Hace cincuenta años que Francisco Franco murió en la cama y ejerciendo el poder absoluto. Este aniversario invita a mirar más allá del caso español y recordar un fenómeno poco común: la mayoría de los dictadores no llegan a ver el final de sus días desde el trono. El autoritarismo concentra tanto poder en una sola figura que, paradójicamente, genera inestabilidad. Cuando los canales de participación política se ahogan y la represión es el único mecanismo de control, aumenta el riesgo de rebeliones, golpes de Estado y violencia interna. De ahí que tantos autócratas acaben huyendo, abatidos o directamente ejecutados.
Los hay que pasan de aparecer omnipotentes a ser abatidos sin transición, como Nicolae Ceaușescu en Rumanía o Muamar el Gadafi en Libia. Otros, como el sha Reza Pahlavi de Irán o Ferdinand Marcos en Filipinas, consiguen escapar, pero mueren en el exilio, lejos del poder que los había sostenido. Sin embargo, existe un grupo más reducido y revelador: el de los dictadores que mueren gobernando, son homenajeados como padres de la patria y, con el paso del tiempo, sus propios países reniegan de ellos. En algunos casos, sus cuerpos son exhumados, trasladados o incluso profanados.
Francisco Franco (1936–1975)
Es el caso más cercano y simbólico. Franco perpetuó una dictadura fascista durante casi cuatro décadas, después de encabezar el golpe militar que derrocó la Segunda República y desató la Guerra Civil. Aliado de Hitler y Mussolini, aplastó cualquier forma de libertad política o cultural. A pesar de que España es una democracia consolidada desde hace décadas, sus restos permanecieron durante años en un mausoleo monumental en el Valle de los Caídos, un espacio construido con trabajos forzados para glorificar al bando vencedor. El repudio posterior del franquismo ha llevado a su exhumación y a una revisión profunda de su legado.
Khorloogiin Choibalsan (1939–1952)
Conocido como “el Stalin de Mongolia”, Khorloogiin Choibalsan se convirtió en el hombre fuerte de un estado convertido en satélite soviético. Su ascenso fue acompañado de purgas masivas: dirigentes políticos eliminados, monasterios destruidos y miles de budistas ejecutados. Murió de cáncer en Moscú y fue devuelto a su país como héroe. Pero la caída del comunismo mongol invirtió el relato. El mausoleo que le habían dedicado fue desmantelado en 2005 y su cuerpo, discretamente incinerado. Del culto oficial al silencio incómodo.
Enver Hoxha (1944–1985)
Durante 41 años, Enver Hoxha transformó Albania en un laboratorio de aislamiento extremo, vigilando a los ciudadanos con una policía política implacable y persiguiendo cualquier disidencia. Hoxha murió aún como líder indiscutible y recibió unos funerales grandilocuentes. Pero en 1992, con el comunismo desmoronado, el nuevo estado albanés decidió que aquel homenaje no era compatible con la construcción democrática: su cuerpo fue retirado del cementerio de los “mártires” y trasladado a uno común, lejos de las glorias oficiales.

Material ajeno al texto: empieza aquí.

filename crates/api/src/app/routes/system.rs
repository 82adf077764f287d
use axum::Json;

pub async fn health() -> Json<serde_json::Value> {
    Json(serde_json::json!({ "status": "ok" }))
}
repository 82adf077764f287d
//! Bounded retry with exponential backoff and jitter.
//!
//! Policy: a failed attempt is retried only when the error is transient
//! (`StockError::is_transient`), up to `max_retries` additional attempts,
//! sleeping `base_delay * 2^(n-1)` scaled by a uniform ±`jitter` factor
//! before retry `n`.

use std::future::Future;
use std::time::Duration;

use rand::Rng;

use crate::gateway::StockError;

/// Retry policy for remote stock calls.
#[derive(Debug, Clone, PartialEq)]
pub struct RetryPolicy {
    /// Additional attempts after the first one.
    pub max_retries: u32,
    /// Backoff before the first retry; doubles per retry.
    pub base_delay: Duration,
    /// Jitter fraction, e.g. `0.5` spreads each delay across ±50%.
    pub jitter: f64,
}

impl Default for RetryPolicy {
    fn default() -> Self {
        Self {
            max_retries: 3,
            base_delay: Duration::from_secs(2),
            jitter: 0.5,
        }
    }
}

impl RetryPolicy {
    /// Policy that never retries (used for best-effort upserts).
    pub const fn none() -> Self {
        Self {
            max_retries: 0,
            base_delay: Duration::ZERO,
            jitter: 0.0,
        }
    }

    /// Backoff before retry `retry` (1-based), jitter applied.
    pub fn backoff_delay(&self, retry: u32) -> Duration {
        let exponent = retry.saturating_sub(1).min(16);
        let nominal = self.base_delay.as_secs_f64() * f64::from(1u32 << exponent);
        let spread = if self.jitter > 0.0 {
            1.0 + rand::thread_rng().gen_range(-self.jitter..=self.jitter)
        } else {
            1.0
        };
        Duration::from_secs_f64((nominal * spread).max(0.0))
    }
}

/// Run `call` until it succeeds, fails non-transiently, or the policy's
/// attempts are exhausted. The final error always surfaces to the caller.
pub async fn with_retry<T, F, Fut>(
    policy: &RetryPolicy,
    operation: &str,
    mut call: F,
) -> Result<T, StockError>
where
    F: FnMut() -> Fut,
    Fut: Future<Output = Result<T, StockError>>,
{
    let mut attempt: u32 = 1;
    loop {
        match call().await {
            Ok(value) => return Ok(value),
            Err(err) if err.is_transient() && attempt <= policy.max_retries => {
                let delay = policy.backoff_delay(attempt);
                tracing::warn!(
                    operation,
                    attempt,
                    delay_ms = delay.as_millis() as u64,
                    error = %err,
                    "transient stock call failure, retrying"
                );
                tokio::time::sleep(delay).await;
                attempt += 1;
            }
            Err(err) => {
                tracing::error!(operation, attempt, error = %err, "stock call failed");
                return Err(err);
            }
        }
    }
}
//! `stockbridge-catalog` — product catalog domain and orchestration.
//!
//! The catalog owns product metadata; stock quantities live in the remote
//! ledger behind `stockbridge_stock::StockGateway`. `ProductService` is the
//! orchestration between the two: detached stock initialization on create,
//! degrade-to-zero combined reads, and the strict decrement-then-refetch
//! reduce path.

pub mod product;
pub mod service;
pub mod store;
pub mod view;

pub use product::{NewProduct, Product, UpdateProduct};
pub use service::{ProductService, ServiceError};
pub use store::{CatalogStore, InMemoryCatalogStore, StoreError};
pub use view::{ProductWithStock, combine};
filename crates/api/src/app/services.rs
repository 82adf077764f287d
//! Dependency wiring for the HTTP layer.

use std::sync::Arc;

use stockbridge_catalog::{CatalogStore, ProductService};
use stockbridge_stock::StockGateway;

/// Services shared by all request handlers.
pub struct AppServices {
    pub products: ProductService,
}

impl AppServices {
    pub fn new(store: Arc<dyn CatalogStore>, stock: Arc<dyn StockGateway>) -> Self {
        Self {
            products: ProductService::new(store, stock),
        }
    }
}
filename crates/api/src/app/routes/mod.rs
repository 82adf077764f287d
pub mod products;
pub mod system;
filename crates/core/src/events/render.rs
//! Splicing event audio into speech
//!
//! Events are inserted as atomic blocks between speech samples; speech after
//! an insertion point is pushed later by exactly the event's length. Events
//! are an optional layer: a missing adapter, no events, a sample rate
//! mismatch, or an unknown event type all leave speech untouched.
//!
//! Insertion points use a proportional mapping of `start_time` onto the
//! speech buffer, not word alignment.

use super::adapter::AudioEventAdapter;
use crate::ducking::DuckingProcessor;
use crate::graph::{ControlGraph, ParalinguisticEvent};
use std::collections::VecDeque;

fn sorted_events(graph: &ControlGraph) -> Vec<ParalinguisticEvent> {
    let mut events = graph.events.clone();
    events.sort_by(|a, b| a.start_time.total_cmp(&b.start_time));
    events
}

fn events_apply<'a>(
    graph: &ControlGraph,
    adapter: Option<&'a AudioEventAdapter>,
    sample_rate: u32,
) -> Option<&'a AudioEventAdapter> {
    let adapter = adapter?;
    if graph.events.is_empty() {
        return None;
    }
    if adapter.sample_rate() != sample_rate {
        tracing::warn!(
            "Sample rate mismatch: adapter={}, speech={}. Skipping events.",
            adapter.sample_rate(),
            sample_rate
        );
        return None;
    }
    Some(adapter)
}

/// Sample offset at which an event is spliced into `len` samples of speech
fn insertion_offset(start_time: f64, len: usize, sample_rate: u32) -> usize {
    let total_seconds = len as f64 / sample_rate as f64;
    if total_seconds <= 0.0 || start_time <= 0.0 {
        return 0;
    }
    let offset = (start_time / total_seconds * len as f64) as usize;
    offset.min(len)
}

/// Render full speech with every resolvable event spliced in
///
/// Events carrying a ducking envelope shape the speech segment that directly
/// follows them.
pub fn render_timeline_with_events(
    graph: &ControlGraph,
    speech_pcm: Vec<f32>,
    adapter: Option<&AudioEventAdapter>,
    sample_rate: u32,
) -> Vec<f32> {
    let Some(adapter) = events_apply(graph, adapter, sample_rate) else {
        return speech_pcm;
    };

    let len = speech_pcm.len();
    let mut processor = DuckingProcessor::new(sample_rate);
    let mut output: Vec<f32> = Vec::with_capacity(len);
    let mut position = 0usize;
    let mut inserted = 0usize;

    for event in sorted_events(graph) {
        let Some(event_pcm) = adapter.render(&event) else {
            continue;
        };

        let insert = insertion_offset(event.start_time, len, sample_rate).max(position);
        if insert > position {
            let segment = processor.process_speech(speech_pcm[position..insert].to_vec());
            output.extend_from_slice(&segment);
        }

        output.extend_from_slice(&event_pcm);
        processor.set_ducking(event.ducking);
        position = insert;
        inserted += 1;
    }

    if inserted == 0 {
        return speech_pcm;
    }

    if position < len {
        let rest = processor.process_speech(speech_pcm[position..].to_vec());
        output.extend_from_slice(&rest);
    }

    tracing::debug!(
        events = inserted,
        speech_samples = len,
        output_samples = output.len(),
        "rendered timeline with events"
    );
    output
}

/// Streaming splice over speech chunks
///
/// Yields events starting at 0 first, then every speech chunk in order, then
/// the remaining events. Coarser than [`render_timeline_with_events`]: it
/// cannot place events mid-stream without buffering all speech.
pub struct EventStream<'a, I> {
    adapter: Option<&'a AudioEventAdapter>,
    leading: VecDeque<ParalinguisticEvent>,
    speech: I,
    speech_done: bool,
    trailing: VecDeque<ParalinguisticEvent>,
    processor: DuckingProcessor,
}

impl<'a, I> EventStream<'a, I> {
    fn next_event(&mut self, leading: bool) -> Option<Vec<f32>> {
        let adapter = self.adapter?;
        loop {
            let queue = if leading {
                &mut self.leading
            } else {
                &mut self.trailing
            };
            let event = queue.pop_front()?;
            if let Some(pcm) = adapter.render(&event) {
                self.processor.set_ducking(event.ducking);
                return Some(pcm.to_vec());
            }
        }
    }
}

impl<'a, I> Iterator for EventStream<'a, I>
where
    I: Iterator<Item = Vec<f32>>,
{
    type Item = Vec<f32>;

    fn next(&mut self) -> Option<Vec<f32>> {
        if let Some(pcm) = self.next_event(true) {
            return Some(pcm);
        }

        if !self.speech_done {
            match self.speech.next() {
                Some(chunk) => return Some(self.processor.process_speech(chunk)),
                None => self.speech_done = true,
            }
        }

        self.next_event(false)
    }
}

/// Interleave event audio with a stream of speech chunks
pub fn stream_timeline_with_events<'a, I>(
    graph: &ControlGraph,
    speech_chunks: I,
    adapter: Option<&'a AudioEventAdapter>,
    sample_rate: u32,
) -> EventStream<'a, I::IntoIter>
where
    I: IntoIterator<Item = Vec<f32>>,
{
    let adapter = events_apply(graph, adapter, sample_rate);

    let (leading, trailing): (VecDeque<_>, VecDeque<_>) = match adapter {
        Some(_) => sorted_events(graph)
            .into_iter()
            .partition(|event| event.start_time <= 0.0),
        None => (VecDeque::new(), VecDeque::new()),
    };

    EventStream {
        adapter,
        leading,
        speech: speech_chunks.into_iter(),
        speech_done: false,
        trailing,
        processor: DuckingProcessor::new(sample_rate),
    }
}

François “Papa Doc” Duvalier (1957–1971)
En Haití, Duvalier elevó el terror a sistema de gobierno. Médico popular al principio, supo explotar el misticismo vudú y creó los temidos Tontons-Macoutes, una milicia que imponía su voluntad a través del secuestro, la tortura y el asesinato. Se declaró presidente vitalicio y murió gobernando, sucedido por su hijo adolescente. Tras la caída del régimen en 1986, el país quiso ajustar cuentas: el cuerpo de Papa Doc fue exhumado y, en un ritual cargado de simbolismo y rabia acumulada, golpeado públicamente. Una desmitificación literal.
Iósif Stalin (1922–1953)
El caso soviético es el más extraordinario. Stalin, artífice de un régimen de terror que causó millones de muertos, murió rodeado de miedo y obediencia, pero no de afecto. Aunque se le dieron honores de estado y se exhibió su cuerpo junto a Lenin, la llegada de Nikita Jrushchov desencadenó la desestalinización. En 1961, el dictador fue retirado del mausoleo de la plaza Roja y enterrado discretamente, casi escondido detrás de unos árboles. La iconografía del poder absoluto se convirtió en una losa incómoda.